Progression into management and leadership

Blog
14 November 2017 by Josie Whiteley
Josie Whiteley, AMiE president, talks about her day with ATL Future discussing progression into management and leadership.

"I recently took part in a really enjoyable day with members of our ATL Future section about progression into management and leadership.

They raised some interesting points and asked fantastic questions of the panel, which included AMiE’s past president Julia Neal, Sir Richard Leese, Labour Leader of Manchester City Council and Jenny Goodall, service team manager at Skipton Building Society.

Hearing about the real people-focused management used in non-education workplaces, which has all but disappeared from our sector, was enlightening. The approach taken to appraisals was different. Renamed About You they were used more as a discussion of an individual’s thoughts, views and needs, rather than a list of targets.

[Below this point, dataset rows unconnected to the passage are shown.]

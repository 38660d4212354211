// State module - Instance records and their persistent store

mod store;

pub use store::{InstanceStore, JsonFileStore, MemoryStore};

use crate::error::{Result, WatchdeckError};
use chrono::{DateTime, Utc};
use serde::{Deserialize, Serialize};
use std::collections::BTreeMap;

/// All known instances keyed by instance id
pub type InstanceMap = BTreeMap<String, InstanceRecord>;

/// Persisted record for one supervised monitor process
#[derive(Debug, Clone, PartialEq, Eq, Serialize, Deserialize)]
#[serde(rename_all = "camelCase")]
pub struct InstanceRecord {
    pub id: String,
    pub name: String,
    pub target: String,
    #[serde(default)]
    pub process_id: Option<u32>,
    /// Liveness seen by the last reconciliation. Advisory only.
    #[serde(default)]
    pub running_hint: bool,
    pub created_at: DateTime<Utc>,
}

impl InstanceRecord {
    pub fn new(id: String, name: String, target: String, process_id: u32) -> Self {
        Self {
            id,
            name,
            target,
            process_id: Some(process_id),
            running_hint: true,
            created_at: Utc::now(),
        }
    }
}

/// Check that an instance name can be used as a log file basename
pub fn validate_name(name: &str) -> Result<()> {
    let unsafe_name = name.is_empty()
        || name == "."
        || name == ".."
        || name.contains(['/', '\\', '\0']);

    if unsafe_name {
        return Err(WatchdeckError::InvalidName(name.to_string()));
    }

    Ok(())
}

/// Pick a time-based id that no record in `instances` already uses
///
/// Ids are unix seconds; a collision within the same second bumps the value
/// until it is free.
pub fn next_instance_id(instances: &InstanceMap, now: DateTime<Utc>) -> String {
    let mut candidate = now.timestamp();
    while instances.contains_key(&candidate.to_string()) {
        candidate += 1;
    }
    candidate.to_string()
}
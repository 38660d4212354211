// IPC Client - Communicates with the daemon via Unix socket

use crate::error::{Result, WatchdeckError};
use crate::ipc::server::DEFAULT_SOCKET_PATH;
use crate::ipc::{Command, Request, Response};
use std::io::{BufRead, BufReader, Write};
use std::os::unix::net::UnixStream;
use std::path::{Path, PathBuf};
use std::sync::atomic::{AtomicU64, Ordering};
use std::time::Duration;

/// Maximum number of connection attempts
const MAX_RETRY_ATTEMPTS: u32 = 3;

/// Delay between retry attempts
const RETRY_DELAY: Duration = Duration::from_millis(100);

/// IPC client for communicating with the daemon
pub struct IpcClient {
    socket_path: PathBuf,
    request_id: AtomicU64,
}

impl IpcClient {
    /// Create a new IPC client with the default socket path
    pub fn new() -> Self {
        Self::with_socket_path(DEFAULT_SOCKET_PATH)
    }

    /// Create a new IPC client with a custom socket path
    pub fn with_socket_path<P: AsRef<Path>>(path: P) -> Self {
        Self {
            socket_path: path.as_ref().to_path_buf(),
            request_id: AtomicU64::new(1),
        }
    }

    /// Send a command to the daemon and wait for a response
    ///
    /// Only connecting is retried. Once a request has been written it is
    /// never sent again, so a create cannot launch two monitors.
    pub fn send_command(&self, command: Command) -> Result<Response> {
        let request_id = self.request_id.fetch_add(1, Ordering::SeqCst);
        let request = Request::new(request_id, command);

        let stream = self.connect_with_retry()?;
        let response = Self::exchange(stream, &request)?;

        if response.id != request_id {
            return Err(WatchdeckError::ProtocolError(format!(
                "Response ID mismatch: expected {}, got {}",
                request_id, response.id
            )));
        }

        Ok(response)
    }

    fn connect_with_retry(&self) -> Result<UnixStream> {
        let mut last_error = None;
        for attempt in 1..=MAX_RETRY_ATTEMPTS {
            match self.connect() {
                Ok(stream) => return Ok(stream),
                Err(WatchdeckError::DaemonNotRunning) => {
                    return Err(WatchdeckError::DaemonNotRunning)
                }
                Err(e) => {
                    last_error = Some(e);
                    if attempt < MAX_RETRY_ATTEMPTS {
                        std::thread::sleep(RETRY_DELAY);
                    }
                }
            }
        }

        Err(last_error.unwrap_or_else(|| {
            WatchdeckError::ConnectionError("Failed to connect after retries".to_string())
        }))
    }

    /// Write one request line and read one response line
    fn exchange(mut stream: UnixStream, request: &Request) -> Result<Response> {
        let request_json = serde_json::to_string(request).map_err(|e| {
            WatchdeckError::SerializationError(format!("Failed to serialize request: {}", e))
        })?;

        writeln!(stream, "{}", request_json)
            .map_err(|e| WatchdeckError::IpcError(format!("Failed to write request: {}", e)))?;

        stream
            .flush()
            .map_err(|e| WatchdeckError::IpcError(format!("Failed to flush stream: {}", e)))?;

        let mut reader = BufReader::new(stream);
        let mut response_line = String::new();
        reader
            .read_line(&mut response_line)
            .map_err(|e| WatchdeckError::IpcError(format!("Failed to read response: {}", e)))?;

        serde_json::from_str(&response_line).map_err(|e| {
            WatchdeckError::DeserializationError(format!("Failed to deserialize response: {}", e))
        })
    }

    /// Establish a connection to the daemon's Unix socket
    fn connect(&self) -> Result<UnixStream> {
        if !self.socket_path.exists() {
            return Err(WatchdeckError::DaemonNotRunning);
        }

        UnixStream::connect(&self.socket_path).map_err(|e| {
            if e.kind() == std::io::ErrorKind::ConnectionRefused
                || e.kind() == std::io::ErrorKind::NotFound
            {
                WatchdeckError::DaemonNotRunning
            } else {
                WatchdeckError::ConnectionError(format!("Failed to connect to daemon: {}", e))
            }
        })
    }

    /// Get the socket path being used
    pub fn socket_path(&self) -> &Path {
        &self.socket_path
    }
}

impl Default for IpcClient {
    fn default() -> Self {
        Self::new()
    }
}
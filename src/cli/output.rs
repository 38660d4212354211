// Output formatting and display for CLI

use crate::error::{Result, WatchdeckError};
use crate::ipc::protocol::ResponseData;
use crate::logs::NO_LOG_PLACEHOLDER;
use crate::process::TerminationOutcome;
use crate::registry::{InstanceView, StatusSnapshot, StopReport};
use chrono::{DateTime, Local, Utc};
use colored::*;
use indicatif::{ProgressBar, ProgressStyle};
use std::time::Duration;
use tabled::{
    settings::{object::Rows, Alignment, Modify, Style},
    Table, Tabled,
};

/// Print a success response to stdout
pub fn print_success(data: &ResponseData) {
    match data {
        ResponseData::InstanceList(instances) => {
            if instances.is_empty() {
                println!("{}", "No instances registered".yellow());
            } else {
                print_instance_table(instances);
            }
        }

        ResponseData::Instance(Some(view)) => print_detailed_status(view),

        ResponseData::Instance(None) => {
            println!("{}", "Instance not found".yellow());
        }

        ResponseData::Created(view) => {
            println!("{}", "✓ Instance created successfully".green().bold());
            println!("  {}: {}", "ID".bold(), view.record.id);
            println!("  {}: {}", "Name".bold(), view.record.name.cyan());
            println!("  {}: {}", "Target".bold(), view.record.target);
            if let Some(pid) = view.record.process_id {
                println!("  {}: {}", "PID".bold(), pid);
            }
        }

        ResponseData::Stopped(report) => print_stop_report(report),

        ResponseData::Status(snapshot) => print_status_table(snapshot),
    }
}

/// Print a response as pretty JSON; a status response prints only its snapshot
pub fn print_json(data: &ResponseData) -> Result<()> {
    let json = match data {
        ResponseData::Status(snapshot) => serde_json::to_string_pretty(snapshot),
        other => serde_json::to_string_pretty(other),
    }
    .map_err(|e| WatchdeckError::SerializationError(e.to_string()))?;

    println!("{}", json);
    Ok(())
}

/// Print a formatted table of instances
fn print_instance_table(instances: &[InstanceView]) {
    #[derive(Tabled)]
    struct InstanceRow {
        #[tabled(rename = "ID")]
        id: String,
        #[tabled(rename = "Name")]
        name: String,
        #[tabled(rename = "Target")]
        target: String,
        #[tabled(rename = "PID")]
        pid: String,
        #[tabled(rename = "Status")]
        status: String,
        #[tabled(rename = "Uptime")]
        uptime: String,
        #[tabled(rename = "Recent log")]
        recent_log: String,
    }

    let now = Utc::now();
    let rows: Vec<InstanceRow> = instances
        .iter()
        .map(|view| InstanceRow {
            id: view.record.id.clone(),
            name: truncate(&view.record.name, 20),
            target: truncate(&view.record.target, 40),
            pid: format_pid(view.record.process_id),
            status: format_running_colored(view.running),
            uptime: if view.running {
                format_duration(&since(view.record.created_at, now))
            } else {
                "-".to_string()
            },
            recent_log: log_cell(&view.log_lines, 60),
        })
        .collect();

    let mut table = Table::new(rows);
    table
        .with(Style::rounded())
        .with(Modify::new(Rows::first()).with(Alignment::center()));

    println!("\n{}\n", table);
    let running = instances.iter().filter(|view| view.running).count();
    println!(
        "{}",
        format!(
            "Total: {} instance(s), {} running",
            instances.len(),
            running
        )
        .dimmed()
        .italic()
    );
}

/// Print detailed status view for a single instance
pub fn print_detailed_status(view: &InstanceView) {
    let record = &view.record;

    println!("\n{}", "Instance Details".bold().underline());
    println!();
    println!("  {:<15} {}", "ID:".bold(), record.id);
    println!("  {:<15} {}", "Name:".bold(), record.name.cyan());
    println!("  {:<15} {}", "Target:".bold(), record.target);
    println!(
        "  {:<15} {}",
        "Status:".bold(),
        format_running_colored(view.running)
    );
    println!("  {:<15} {}", "PID:".bold(), format_pid(record.process_id));

    let created: DateTime<Local> = record.created_at.into();
    println!(
        "  {:<15} {}",
        "Created:".bold(),
        created.format("%Y-%m-%d %H:%M:%S")
    );

    if view.running {
        println!(
            "  {:<15} {}",
            "Uptime:".bold(),
            format_duration(&since(record.created_at, Utc::now()))
        );
    }

    print_logs(&view.log_lines);
}

/// Print the outcome of a stop request
fn print_stop_report(report: &StopReport) {
    if !report.removed {
        println!(
            "{}",
            format!("No instance with ID {}", report.id).yellow()
        );
        return;
    }

    match report.outcome {
        Some(TerminationOutcome::Terminated) => println!(
            "{}",
            format!("✓ Instance {} stopped successfully", report.id)
                .green()
                .bold()
        ),
        Some(TerminationOutcome::TimedOut) => println!(
            "{}",
            format!(
                "⚠ Instance {} removed, but its process did not exit in time",
                report.id
            )
            .yellow()
            .bold()
        ),
        Some(TerminationOutcome::NotFound) => println!(
            "{}",
            format!("✓ Instance {} removed (process already gone)", report.id).green()
        ),
        None => println!(
            "{}",
            format!("✓ Instance {} removed (no process recorded)", report.id).green()
        ),
    }
}

/// Print the liveness of every instance
fn print_status_table(snapshot: &StatusSnapshot) {
    #[derive(Tabled)]
    struct StatusRow {
        #[tabled(rename = "ID")]
        id: String,
        #[tabled(rename = "Name")]
        name: String,
        #[tabled(rename = "PID")]
        pid: String,
        #[tabled(rename = "Status")]
        status: String,
    }

    if snapshot.instances.is_empty() {
        println!("{}", "No instances registered".yellow());
        return;
    }

    let rows: Vec<StatusRow> = snapshot
        .instances
        .values()
        .map(|view| StatusRow {
            id: view.record.id.clone(),
            name: truncate(&view.record.name, 20),
            pid: format_pid(view.record.process_id),
            status: format_running_colored(view.running),
        })
        .collect();

    let mut table = Table::new(rows);
    table
        .with(Style::rounded())
        .with(Modify::new(Rows::first()).with(Alignment::center()));

    println!("\n{}\n", table);
}

/// Print log lines under a heading
fn print_logs(lines: &[String]) {
    println!("\n{}", "Logs".bold().underline());
    println!();

    if is_placeholder(lines) {
        println!("  {}", NO_LOG_PLACEHOLDER.yellow());
    } else {
        for line in lines {
            println!("  {}", line);
        }
    }

    println!();
}

fn is_placeholder(lines: &[String]) -> bool {
    lines.is_empty() || (lines.len() == 1 && lines[0] == NO_LOG_PLACEHOLDER)
}

/// Format a running flag with color coding
fn format_running_colored(running: bool) -> String {
    if running {
        "running".green().to_string()
    } else {
        "stopped".bright_black().to_string()
    }
}

fn format_pid(pid: Option<u32>) -> String {
    pid.map(|pid| pid.to_string())
        .unwrap_or_else(|| "-".to_string())
}

/// One table cell holding each log line, truncated
fn log_cell(lines: &[String], max_len: usize) -> String {
    if is_placeholder(lines) {
        return "-".to_string();
    }

    lines
        .iter()
        .map(|line| truncate(line, max_len))
        .collect::<Vec<_>>()
        .join("\n")
}

/// Time elapsed since `start`, zero if `start` is in the future
fn since(start: DateTime<Utc>, now: DateTime<Utc>) -> Duration {
    (now - start).to_std().unwrap_or_default()
}

/// Format a duration in human-readable format
fn format_duration(duration: &Duration) -> String {
    let secs = duration.as_secs();

    if secs < 60 {
        format!("{}s", secs)
    } else if secs < 3600 {
        let mins = secs / 60;
        let secs = secs % 60;
        if secs > 0 {
            format!("{}m {}s", mins, secs)
        } else {
            format!("{}m", mins)
        }
    } else if secs < 86400 {
        let hours = secs / 3600;
        let mins = (secs % 3600) / 60;
        if mins > 0 {
            format!("{}h {}m", hours, mins)
        } else {
            format!("{}h", hours)
        }
    } else {
        let days = secs / 86400;
        let hours = (secs % 86400) / 3600;
        if hours > 0 {
            format!("{}d {}h", days, hours)
        } else {
            format!("{}d", days)
        }
    }
}

/// Truncate a string to a maximum number of characters
fn truncate(s: &str, max_len: usize) -> String {
    if s.chars().count() <= max_len {
        s.to_string()
    } else {
        let kept: String = s.chars().take(max_len.saturating_sub(3)).collect();
        format!("{}...", kept)
    }
}

/// Create a spinner for long operations
pub fn create_progress_bar(message: &str) -> ProgressBar {
    let pb = ProgressBar::new_spinner();
    let style = ProgressStyle::default_spinner()
        .template("{spinner:.green} {msg}")
        .unwrap_or_else(|_| ProgressStyle::default_spinner())
        .tick_strings(&["⠋", "⠙", "⠹", "⠸", "⠼", "⠴", "⠦", "⠧", "⠇", "⠏"]);
    pb.set_style(style);
    pb.set_message(message.to_string());
    pb.enable_steady_tick(Duration::from_millis(100));
    pb
}
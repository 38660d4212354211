// IPC Protocol definitions for client-daemon communication

use crate::registry::{InstanceView, StatusSnapshot, StopReport};
use serde::{Deserialize, Serialize};

/// All available commands
#[derive(Debug, Clone, PartialEq, Eq, Serialize, Deserialize)]
pub enum Command {
    /// Every instance with a short log tail
    List,
    /// One instance with the long log tail
    Get { id: String },
    /// Launch a monitor for `target` under `name`
    Create { name: String, target: String },
    /// Terminate and forget an instance
    Stop { id: String },
    /// Liveness of every instance
    Status,
}

/// Response data variants
#[derive(Debug, Clone, Serialize, Deserialize)]
pub enum ResponseData {
    InstanceList(Vec<InstanceView>),
    /// `None` when the id is unknown
    Instance(Option<InstanceView>),
    Created(InstanceView),
    Stopped(StopReport),
    Status(StatusSnapshot),
}

/// Request message from client to daemon
#[derive(Debug, Clone, Serialize, Deserialize)]
pub struct Request {
    pub id: u64,
    pub command: Command,
}

/// Response message from daemon to client
#[derive(Debug, Clone, Serialize, Deserialize)]
pub struct Response {
    pub id: u64,
    pub result: Result<ResponseData, String>,
}

impl Request {
    pub fn new(id: u64, command: Command) -> Self {
        Self { id, command }
    }
}

impl Response {
    pub fn success(id: u64, data: ResponseData) -> Self {
        Self {
            id,
            result: Ok(data),
        }
    }

    pub fn error(id: u64, error: String) -> Self {
        Self {
            id,
            result: Err(error),
        }
    }
}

Participants were worried about work-life balance and accountability, and the idea in many schools that the data seems to be more important than the health and well-being of students, and targets more important than staff.

 

Reverse mentoring also seemed popular. The links below explain how this works and may spark some ideas about how you could use it. Unsurprisingly, the audience certainly liked the idea of reverse mentoring and felt it had a role in education.

There was also palpable frustration. Participants were worried about work-life balance and accountability, and the idea in many schools that the data seems to be more important than the health and well-being of students, and targets more important than staff.

During the breaks, I was asked for advice by participants on what they should do if they regularly witness unethical leadership, and how they can make sure aren’t ignored if they raise concerns without putting their job at risk.

Belonging to a union is, of course, a good start. Getting advice is the best first step.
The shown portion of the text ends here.